■ Entries shown:
>>
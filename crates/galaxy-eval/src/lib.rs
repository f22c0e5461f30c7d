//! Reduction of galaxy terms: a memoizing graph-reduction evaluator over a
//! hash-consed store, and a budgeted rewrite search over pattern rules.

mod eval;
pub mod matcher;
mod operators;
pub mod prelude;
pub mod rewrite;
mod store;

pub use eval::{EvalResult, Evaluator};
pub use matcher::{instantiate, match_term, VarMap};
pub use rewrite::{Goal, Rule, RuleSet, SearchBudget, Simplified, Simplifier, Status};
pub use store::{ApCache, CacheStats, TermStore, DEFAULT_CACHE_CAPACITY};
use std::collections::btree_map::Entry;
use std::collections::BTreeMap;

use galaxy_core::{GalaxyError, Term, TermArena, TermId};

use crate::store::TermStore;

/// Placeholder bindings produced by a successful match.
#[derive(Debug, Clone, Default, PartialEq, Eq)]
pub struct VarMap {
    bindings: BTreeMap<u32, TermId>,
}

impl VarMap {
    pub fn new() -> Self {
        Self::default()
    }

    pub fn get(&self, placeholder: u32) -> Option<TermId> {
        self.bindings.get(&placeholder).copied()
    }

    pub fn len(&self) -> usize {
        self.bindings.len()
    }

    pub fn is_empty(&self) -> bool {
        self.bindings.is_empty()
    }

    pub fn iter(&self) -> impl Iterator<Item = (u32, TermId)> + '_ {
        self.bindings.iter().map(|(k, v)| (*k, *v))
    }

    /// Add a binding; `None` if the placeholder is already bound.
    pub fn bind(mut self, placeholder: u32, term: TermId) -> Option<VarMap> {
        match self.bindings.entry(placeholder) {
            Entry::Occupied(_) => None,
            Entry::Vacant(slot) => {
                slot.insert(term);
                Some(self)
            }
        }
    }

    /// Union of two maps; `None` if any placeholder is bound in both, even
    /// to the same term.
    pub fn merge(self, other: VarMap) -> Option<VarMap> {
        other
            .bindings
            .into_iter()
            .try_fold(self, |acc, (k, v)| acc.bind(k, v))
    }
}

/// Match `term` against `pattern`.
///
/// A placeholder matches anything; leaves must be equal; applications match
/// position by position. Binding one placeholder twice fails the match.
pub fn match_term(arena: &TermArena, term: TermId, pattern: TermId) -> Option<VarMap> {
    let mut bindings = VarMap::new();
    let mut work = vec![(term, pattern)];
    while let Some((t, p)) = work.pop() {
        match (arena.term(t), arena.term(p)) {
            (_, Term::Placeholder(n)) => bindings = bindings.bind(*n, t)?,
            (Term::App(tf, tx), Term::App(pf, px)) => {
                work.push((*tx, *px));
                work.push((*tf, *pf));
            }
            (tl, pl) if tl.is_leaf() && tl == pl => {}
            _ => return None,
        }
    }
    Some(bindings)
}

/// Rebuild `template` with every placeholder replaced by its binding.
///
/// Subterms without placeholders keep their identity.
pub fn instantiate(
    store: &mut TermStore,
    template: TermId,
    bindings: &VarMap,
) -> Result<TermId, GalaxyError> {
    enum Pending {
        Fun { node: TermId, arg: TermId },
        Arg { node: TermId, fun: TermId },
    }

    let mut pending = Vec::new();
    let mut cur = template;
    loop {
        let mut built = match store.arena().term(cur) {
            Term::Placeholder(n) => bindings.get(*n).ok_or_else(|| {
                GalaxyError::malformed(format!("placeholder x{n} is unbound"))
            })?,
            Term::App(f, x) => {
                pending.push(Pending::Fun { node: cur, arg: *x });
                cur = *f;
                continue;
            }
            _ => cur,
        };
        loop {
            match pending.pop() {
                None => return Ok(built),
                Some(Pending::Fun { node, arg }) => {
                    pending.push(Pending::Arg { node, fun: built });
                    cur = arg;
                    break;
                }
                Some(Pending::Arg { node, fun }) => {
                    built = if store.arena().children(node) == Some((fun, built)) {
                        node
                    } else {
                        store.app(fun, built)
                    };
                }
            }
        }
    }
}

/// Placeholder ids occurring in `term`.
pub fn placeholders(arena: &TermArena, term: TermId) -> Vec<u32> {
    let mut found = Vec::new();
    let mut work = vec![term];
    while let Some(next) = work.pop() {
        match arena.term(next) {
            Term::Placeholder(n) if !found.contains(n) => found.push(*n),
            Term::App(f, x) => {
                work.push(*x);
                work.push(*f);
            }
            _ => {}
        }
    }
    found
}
<<
>>
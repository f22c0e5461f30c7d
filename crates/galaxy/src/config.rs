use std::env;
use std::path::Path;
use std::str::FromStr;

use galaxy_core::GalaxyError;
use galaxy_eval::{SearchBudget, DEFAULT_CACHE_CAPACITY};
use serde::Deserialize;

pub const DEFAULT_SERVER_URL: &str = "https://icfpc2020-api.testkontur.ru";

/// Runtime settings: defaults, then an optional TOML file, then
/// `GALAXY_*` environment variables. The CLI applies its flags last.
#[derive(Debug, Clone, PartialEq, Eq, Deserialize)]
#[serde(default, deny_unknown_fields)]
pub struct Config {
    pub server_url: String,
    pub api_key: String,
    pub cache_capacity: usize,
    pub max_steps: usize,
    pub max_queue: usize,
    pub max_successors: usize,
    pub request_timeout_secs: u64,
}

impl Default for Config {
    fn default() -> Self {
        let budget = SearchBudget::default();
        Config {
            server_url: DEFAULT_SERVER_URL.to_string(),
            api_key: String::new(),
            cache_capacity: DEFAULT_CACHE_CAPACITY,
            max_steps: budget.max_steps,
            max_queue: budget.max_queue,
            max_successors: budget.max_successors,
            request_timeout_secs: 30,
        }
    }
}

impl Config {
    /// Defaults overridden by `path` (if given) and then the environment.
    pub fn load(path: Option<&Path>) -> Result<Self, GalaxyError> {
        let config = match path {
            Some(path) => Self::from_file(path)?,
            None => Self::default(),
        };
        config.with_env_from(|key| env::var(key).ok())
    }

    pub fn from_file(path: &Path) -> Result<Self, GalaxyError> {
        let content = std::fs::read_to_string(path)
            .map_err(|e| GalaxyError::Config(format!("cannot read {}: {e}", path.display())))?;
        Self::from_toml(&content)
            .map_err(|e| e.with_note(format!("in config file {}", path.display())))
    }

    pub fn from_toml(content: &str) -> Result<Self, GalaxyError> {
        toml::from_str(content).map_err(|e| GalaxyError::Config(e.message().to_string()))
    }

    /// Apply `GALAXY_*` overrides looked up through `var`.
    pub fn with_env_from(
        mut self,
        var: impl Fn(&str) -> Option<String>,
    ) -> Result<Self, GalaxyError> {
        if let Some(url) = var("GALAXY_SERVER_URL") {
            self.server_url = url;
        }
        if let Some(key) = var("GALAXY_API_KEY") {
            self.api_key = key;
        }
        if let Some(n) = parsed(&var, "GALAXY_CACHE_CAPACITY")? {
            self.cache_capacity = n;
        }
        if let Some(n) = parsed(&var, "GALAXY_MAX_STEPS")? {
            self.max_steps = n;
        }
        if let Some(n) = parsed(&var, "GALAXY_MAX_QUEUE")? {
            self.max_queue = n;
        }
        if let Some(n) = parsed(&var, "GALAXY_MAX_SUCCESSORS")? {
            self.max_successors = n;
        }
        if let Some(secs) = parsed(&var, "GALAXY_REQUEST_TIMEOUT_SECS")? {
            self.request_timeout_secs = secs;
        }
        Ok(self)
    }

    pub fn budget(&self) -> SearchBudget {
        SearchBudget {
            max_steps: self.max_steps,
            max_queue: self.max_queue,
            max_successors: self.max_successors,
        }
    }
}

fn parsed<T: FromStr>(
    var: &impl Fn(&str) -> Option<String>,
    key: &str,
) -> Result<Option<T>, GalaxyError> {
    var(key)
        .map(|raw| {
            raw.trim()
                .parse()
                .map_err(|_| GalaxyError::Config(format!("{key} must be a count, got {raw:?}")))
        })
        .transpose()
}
<<
■ To do:
Return, word for word, the lines of the data above from the line with "use crate::store::TermStore;" through the line with "self.bindings.iter().map(|(k, v)| (*k, *v))", inclusive.

■ Result for this task:
use crate::store::TermStore;

/// Placeholder bindings produced by a successful match.
#[derive(Debug, Clone, Default, PartialEq, Eq)]
pub struct VarMap {
    bindings: BTreeMap<u32, TermId>,
}

impl VarMap {
    pub fn new() -> Self {
        Self::default()
    }

    pub fn get(&self, placeholder: u32) -> Option<TermId> {
        self.bindings.get(&placeholder).copied()
    }

    pub fn len(&self) -> usize {
        self.bindings.len()
    }

    pub fn is_empty(&self) -> bool {
        self.bindings.is_empty()
    }

    pub fn iter(&self) -> impl Iterator<Item = (u32, TermId)> + '_ {
        self.bindings.iter().map(|(k, v)| (*k, *v))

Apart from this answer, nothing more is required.